%%
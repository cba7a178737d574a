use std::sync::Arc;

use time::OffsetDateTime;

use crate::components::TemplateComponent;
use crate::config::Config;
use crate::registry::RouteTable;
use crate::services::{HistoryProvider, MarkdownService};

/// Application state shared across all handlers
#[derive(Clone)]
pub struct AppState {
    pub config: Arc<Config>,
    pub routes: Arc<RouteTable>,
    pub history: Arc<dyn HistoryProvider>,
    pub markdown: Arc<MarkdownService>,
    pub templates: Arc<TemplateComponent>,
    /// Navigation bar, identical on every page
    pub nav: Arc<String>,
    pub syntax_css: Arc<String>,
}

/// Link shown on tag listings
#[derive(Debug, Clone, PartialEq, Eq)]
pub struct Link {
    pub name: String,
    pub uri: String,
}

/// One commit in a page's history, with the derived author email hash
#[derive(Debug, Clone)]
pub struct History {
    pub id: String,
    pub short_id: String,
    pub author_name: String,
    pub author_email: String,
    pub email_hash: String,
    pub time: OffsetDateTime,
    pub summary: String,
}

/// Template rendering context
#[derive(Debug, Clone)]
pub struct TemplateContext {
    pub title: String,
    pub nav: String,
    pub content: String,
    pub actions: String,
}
%%
%%
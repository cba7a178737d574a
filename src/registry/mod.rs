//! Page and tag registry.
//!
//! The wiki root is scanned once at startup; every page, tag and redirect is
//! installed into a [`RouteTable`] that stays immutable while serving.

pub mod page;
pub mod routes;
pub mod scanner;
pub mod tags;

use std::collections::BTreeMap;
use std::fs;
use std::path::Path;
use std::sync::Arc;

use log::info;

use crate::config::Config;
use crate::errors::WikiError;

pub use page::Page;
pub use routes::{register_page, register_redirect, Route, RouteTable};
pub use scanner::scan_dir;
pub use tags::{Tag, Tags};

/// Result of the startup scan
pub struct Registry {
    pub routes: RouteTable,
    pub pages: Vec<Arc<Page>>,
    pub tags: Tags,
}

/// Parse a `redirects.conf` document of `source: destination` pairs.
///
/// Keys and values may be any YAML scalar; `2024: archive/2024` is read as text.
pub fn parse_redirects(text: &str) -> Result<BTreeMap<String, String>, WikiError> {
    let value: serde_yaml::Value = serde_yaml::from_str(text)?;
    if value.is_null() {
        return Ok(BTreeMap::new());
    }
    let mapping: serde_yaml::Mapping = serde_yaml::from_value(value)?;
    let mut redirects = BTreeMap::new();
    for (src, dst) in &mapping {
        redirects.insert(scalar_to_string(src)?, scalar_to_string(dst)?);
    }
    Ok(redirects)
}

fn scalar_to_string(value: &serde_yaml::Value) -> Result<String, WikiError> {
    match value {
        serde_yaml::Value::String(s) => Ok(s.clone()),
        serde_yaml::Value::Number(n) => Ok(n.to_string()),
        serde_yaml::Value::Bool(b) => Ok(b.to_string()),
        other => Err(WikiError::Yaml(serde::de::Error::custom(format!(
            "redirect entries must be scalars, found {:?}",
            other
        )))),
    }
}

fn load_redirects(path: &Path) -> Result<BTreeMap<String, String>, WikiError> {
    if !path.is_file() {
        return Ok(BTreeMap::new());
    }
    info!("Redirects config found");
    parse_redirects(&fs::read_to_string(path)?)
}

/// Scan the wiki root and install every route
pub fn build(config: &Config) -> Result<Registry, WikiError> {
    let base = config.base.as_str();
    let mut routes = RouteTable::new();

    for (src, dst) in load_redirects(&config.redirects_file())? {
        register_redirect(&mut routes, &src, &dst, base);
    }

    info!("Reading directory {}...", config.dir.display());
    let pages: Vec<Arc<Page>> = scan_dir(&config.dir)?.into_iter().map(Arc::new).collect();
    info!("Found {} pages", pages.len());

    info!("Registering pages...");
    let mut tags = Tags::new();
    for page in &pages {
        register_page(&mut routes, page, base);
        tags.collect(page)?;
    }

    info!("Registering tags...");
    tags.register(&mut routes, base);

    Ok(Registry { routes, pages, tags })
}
%%
%%
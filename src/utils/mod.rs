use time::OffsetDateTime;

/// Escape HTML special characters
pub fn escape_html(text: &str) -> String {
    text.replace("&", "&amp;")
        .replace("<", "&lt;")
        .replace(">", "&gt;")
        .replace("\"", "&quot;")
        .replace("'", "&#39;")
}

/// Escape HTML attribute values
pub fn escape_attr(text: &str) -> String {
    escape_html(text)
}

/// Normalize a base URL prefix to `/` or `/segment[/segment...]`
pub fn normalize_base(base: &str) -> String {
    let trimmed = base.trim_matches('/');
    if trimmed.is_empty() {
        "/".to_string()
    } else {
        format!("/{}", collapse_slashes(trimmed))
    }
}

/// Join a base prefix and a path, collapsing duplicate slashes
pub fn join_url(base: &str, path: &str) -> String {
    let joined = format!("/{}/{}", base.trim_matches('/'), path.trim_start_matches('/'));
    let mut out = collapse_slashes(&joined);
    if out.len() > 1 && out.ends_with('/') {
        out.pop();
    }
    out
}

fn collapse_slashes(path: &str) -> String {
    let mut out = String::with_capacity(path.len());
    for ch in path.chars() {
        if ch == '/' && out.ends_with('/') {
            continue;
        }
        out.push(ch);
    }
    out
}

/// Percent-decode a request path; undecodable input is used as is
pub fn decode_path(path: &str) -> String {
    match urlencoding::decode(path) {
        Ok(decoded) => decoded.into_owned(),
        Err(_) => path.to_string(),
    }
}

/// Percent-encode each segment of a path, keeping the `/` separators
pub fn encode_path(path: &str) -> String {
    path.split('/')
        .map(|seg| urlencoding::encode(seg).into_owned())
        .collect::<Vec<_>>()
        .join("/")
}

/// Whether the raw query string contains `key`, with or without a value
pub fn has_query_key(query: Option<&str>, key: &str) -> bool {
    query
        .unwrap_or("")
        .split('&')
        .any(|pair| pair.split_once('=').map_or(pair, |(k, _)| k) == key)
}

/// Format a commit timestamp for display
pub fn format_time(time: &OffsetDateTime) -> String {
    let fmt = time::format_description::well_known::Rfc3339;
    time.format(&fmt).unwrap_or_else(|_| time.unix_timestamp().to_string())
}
%%
◆ Problem statement
All lines in the entries above that include "values" should be found and copied.

◆ Answer to this problem
/// Keys and values may be any YAML scalar; `2024: archive/2024` is read as text.
/// Escape HTML attribute values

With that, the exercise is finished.